Western blotting

Maternal pancreas tissues obtained from second pregnancies were homogenized in RIPA lysis buffer (Santa Cruz Biotechnology; catalog No. sc-24948A) supplemented with Halt Protease and phosphatase inhibitor cocktail (Thermo Fisher Scientific, catalog No. 78443). Protein concentrations were determined by the DC protein assay (Bio Rad). A total of 50 μg of protein per reaction sample were separated on 4–20% ExpressPlus PAGE Gels (GenScript, Piscataway, NJ, USA; catalog Nos.
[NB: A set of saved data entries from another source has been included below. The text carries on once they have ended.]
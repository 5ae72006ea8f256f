//! The dynamic row: a name-indexed, heterogeneous record populated by the describe step of
//! `Statement::execute` (§4.2, step 4) for queries whose result shape is not known at
//! compile time.

use std::collections::HashMap;

use crate::indicator::Indicator;
use crate::types::{ColumnProperties, LogicalType, StockValue};
use crate::conversion::TypeConversion;
use crate::Error;

/// One fetched cell: either the driver's value, or a reason there isn't one.
#[derive(Debug, Clone, PartialEq)]
pub struct Value {
    raw: Option<StockValue>,
    indicator: Indicator,
}

impl Value {
    pub fn present(value: StockValue) -> Self {
        Value {
            raw: Some(value),
            indicator: Indicator::Ok,
        }
    }

    pub fn truncated(value: StockValue) -> Self {
        Value {
            raw: Some(value),
            indicator: Indicator::Truncated,
        }
    }

    pub fn null() -> Self {
        Value {
            raw: None,
            indicator: Indicator::Null,
        }
    }

    pub fn indicator(&self) -> Indicator {
        self.indicator
    }

    pub fn is_null(&self) -> bool {
        self.raw.is_none()
    }

    /// Narrow to `T`. `None` for a NULL cell, `Some(Err(..))` if the stored `StockValue`
    /// cannot convert to `T`.
    pub fn get<T: TypeConversion>(&self) -> Option<Result<T, Error>> {
        self.raw.as_ref().map(|v| T::from_stock(v))
    }

    /// The untyped stock payload, or `None` for a NULL cell.
    pub fn raw(&self) -> Option<&StockValue> {
        self.raw.as_ref()
    }
}

/// A fetched row: ordered columns, addressable by position or by name.
#[derive(Debug, Clone, Default)]
pub struct Row {
    columns: Vec<ColumnProperties>,
    name_to_index: HashMap<String, usize>,
    values: Vec<Value>,
}

impl Row {
    pub fn new() -> Self {
        Row::default()
    }

    /// Called once, by `Statement::execute`, after the driver has described the result set.
    pub(crate) fn describe(&mut self, columns: Vec<ColumnProperties>) {
        self.name_to_index = columns
            .iter()
            .enumerate()
            .map(|(i, c)| (c.name.clone(), i))
            .collect();
        self.values = vec![Value::null(); columns.len()];
        self.columns = columns;
    }

    pub(crate) fn set(&mut self, index: usize, value: Value) {
        self.values[index] = value;
    }

    pub fn column_count(&self) -> usize {
        self.columns.len()
    }

    pub fn column_properties(&self, index: usize) -> Option<&ColumnProperties> {
        self.columns.get(index)
    }

    pub fn index_of(&self, name: &str) -> Option<usize> {
        self.name_to_index.get(name).copied()
    }

    pub fn at(&self, index: usize) -> Option<&Value> {
        self.values.get(index)
    }

    pub fn by_name(&self, name: &str) -> Option<&Value> {
        self.index_of(name).and_then(|i| self.at(i))
    }

    pub fn logical_type_at(&self, index: usize) -> Option<LogicalType> {
        self.columns.get(index).map(|c| c.logical_type)
    }

    /// A get with no default against a NULL (or missing) column fails, naming the column.
    pub fn get<T: TypeConversion>(&self, name: &str) -> Result<T, Error> {
        let value = self
            .by_name(name)
            .ok_or_else(|| Error::binding(format!("no column named '{name}'")))?;
        match value.get::<T>() {
            Some(result) => result,
            None => Err(Error::binding(format!("column '{name}' is NULL"))),
        }
    }

    /// A get with a default returns the default for a NULL column and does not fail; a
    /// missing column name is still an error.
    pub fn get_opt<T: TypeConversion>(&self, name: &str, default: T) -> Result<T, Error> {
        let value = self
            .by_name(name)
            .ok_or_else(|| Error::binding(format!("no column named '{name}'")))?;
        match value.get::<T>() {
            Some(result) => result,
            None => Ok(default),
        }
    }
}

#[cfg(test)]
mod tests {
    use super::*;
    use crate::types::LogicalType;

    #[test]
    fn describe_then_set_then_lookup_by_name() {
        let mut row = Row::new();
        row.describe(vec![
            ColumnProperties::new("id", LogicalType::Integer),
            ColumnProperties::new("name", LogicalType::String),
        ]);
        row.set(0, Value::present(StockValue::Integer(7)));
        row.set(1, Value::null());

        assert_eq!(row.by_name("id").unwrap().get::<i32>().unwrap().unwrap(), 7);
        assert!(row.by_name("name").unwrap().is_null());
        assert_eq!(row.index_of("nope"), None);
    }

    #[test]
    fn get_fails_naming_the_column_get_opt_falls_back() {
        let mut row = Row::new();
        row.describe(vec![
            ColumnProperties::new("id", LogicalType::Integer),
            ColumnProperties::new("name", LogicalType::String),
        ]);
        row.set(0, Value::present(StockValue::Integer(7)));
        row.set(1, Value::null());

        assert_eq!(row.get::<i32>("id").unwrap(), 7);
        let err = row.get::<String>("name").unwrap_err();
        assert!(matches!(err, Error::Binding(message) if message.contains("name")));
        assert_eq!(
            row.get_opt::<String>("name", "anonymous".to_string()).unwrap(),
            "anonymous"
        );
        assert!(row.get::<i32>("nope").is_err());
    }
}
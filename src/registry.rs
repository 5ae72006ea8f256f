//! Recasts the "globally-registered backend factories with side-effect constructors"
//! pattern as an explicit value instead of a `lazy_static!`/ctor-registered global.
//!
//! The core is generic over its backend (`Session<B: SessionBackend>`), so a registry
//! that erases the backend type would need to erase every associated type in the
//! `Backend` trait family (`Into`, `Use`, `VectorInto`, `VectorUse`) as trait objects too.
//! That is a real, useful extension (and is exactly what a driver-manager crate like
//! `odbc-api`'s own `driver_manager` feature does for *its* FFI-level drivers), but it is
//! out of scope for the CORE this crate implements, which ships exactly one backend. This
//! module therefore only provides the narrow piece that generalizes regardless of how many
//! backends exist: a named factory function callers register once at startup.
//!
//! A crate wiring up several backends behind one application-level `enum AnySession`
//! would implement dispatch over that enum by hand, the same way an application picks
//! between `rusqlite` and `postgres` connections today -- the registry below exists so
//! that choice can still be driven by a runtime string (e.g. a config file's `driver =
//! "odbc"` key) instead of being hard-coded at the call site.

use crate::Error;
use std::collections::HashMap;

/// A named factory: given a connection string, attempts to connect and returns an
/// application-defined handle `T` (typically an enum wrapping every `Session<B>` the
/// application links against).
pub struct BackendRegistry<T> {
    factories: HashMap<&'static str, Box<dyn Fn(&str) -> Result<T, Error>>>,
}

impl<T> Default for BackendRegistry<T> {
    fn default() -> Self {
        Self {
            factories: HashMap::new(),
        }
    }
}

impl<T> BackendRegistry<T> {
    pub fn new() -> Self {
        Self::default()
    }

    /// Register a factory under `name`. Re-registering the same name replaces the prior
    /// factory, rather than erroring -- this mirrors how the teacher's own driver manager
    /// treats re-registration as an explicit override, useful in tests that swap a real
    /// backend for a fake one.
    pub fn register(
        &mut self,
        name: &'static str,
        factory: impl Fn(&str) -> Result<T, Error> + 'static,
    ) {
        self.factories.insert(name, Box::new(factory));
    }

    /// Connect using the backend registered under `name`.
    pub fn connect(&self, name: &str, connection_string: &str) -> Result<T, Error> {
        let factory = self
            .factories
            .get(name)
            .ok_or_else(|| Error::UnknownBackend(name.to_string()))?;
        factory(connection_string)
    }

    pub fn is_registered(&self, name: &str) -> bool {
        self.factories.contains_key(name)
    }
}
use crate::backend::{StatementBackend, UseTypeBackend};
use crate::conversion::TypeConversion;
use crate::statement::UseAdapter;
use crate::Error;

/// Binds a single input position. `value` is `None` for a NULL parameter.
pub struct ScalarUse<S: StatementBackend, T> {
    backend: Option<S::Use>,
    name: Option<String>,
    value: Option<T>,
}

impl<S: StatementBackend, T: TypeConversion> ScalarUse<S, T> {
    pub fn by_position(value: Option<T>) -> Self {
        ScalarUse {
            backend: None,
            name: None,
            value,
        }
    }

    pub fn by_name(name: impl Into<String>, value: Option<T>) -> Self {
        ScalarUse {
            backend: None,
            name: Some(name.into()),
            value,
        }
    }

    pub fn set(&mut self, value: Option<T>) {
        self.value = value;
    }

    /// The current value: the one bound by `by_position`/`by_name`/`set` until `execute`
    /// runs, then whatever the driver wrote back for an INOUT parameter (see `post_use`).
    pub fn value(&self) -> Option<&T> {
        self.value.as_ref()
    }
}

impl<S: StatementBackend, T: TypeConversion> UseAdapter<S> for ScalarUse<S, T> {
    fn bind(&mut self, backend: &mut S, position: &mut usize) -> Result<(), Error> {
        let logical_type = T::stock_type();
        let mut use_backend = backend.make_use_backend(logical_type)?;
        match &self.name {
            Some(name) => use_backend.bind_by_name(name, logical_type)?,
            None => use_backend.bind_by_pos(position, logical_type)?,
        }
        self.backend = Some(use_backend);
        Ok(())
    }

    fn size(&self) -> usize {
        1
    }

    fn pre_use(&mut self, _backend: &mut S) -> Result<(), Error> {
        let stock = self.value.as_ref().map(|v| v.to_stock());
        self.backend
            .as_mut()
            .expect("bind must run before pre_use")
            .pre_use(stock.as_ref())
    }

    fn post_use(&mut self, _backend: &mut S, got_data: bool) -> Result<(), Error> {
        if let Some(use_backend) = &mut self.backend {
            if let Some(value) = use_backend.post_use(got_data)? {
                self.value = Some(T::from_stock(&value)?);
            }
        }
        Ok(())
    }

    fn clean_up(&mut self, _backend: &mut S) {
        if let Some(use_backend) = &mut self.backend {
            use_backend.clean_up();
        }
    }
}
M42012 and M42015) and transferred to PVDF Blotting Membrane (GE Healthcare; catalog No. 10600023). Following transfer, membranes were blocked in 5% non-fat milk in Tris-buffered saline with 0.1% Tween 20, for non-specific binding and subsequently probed with specific primary antibodies to SRY-box 17 (SOX17; 1:500, Santa Cruz Biotechnology, catalog No. sc-130295), phosphorylated signal transducer and activator of transcription 5 (STAT5^pTyr694, DH47E7, 1:500, Cell Signaling Technology, catalog No. 4322), PDX1 (D59H3; 1:1000, Cell Signaling Technology, catalog No. 5679) and glyeraldehyde-3-phosphate dehydrogenase (GAPDH, 1:300, Abcam, catalog No. ab9485). Immunoreactive proteins were visualized by Luminata Crescendo Western HRP Substrate (Millipore, catalog No. WBLUR0500) according to the manufacturer’s protocol.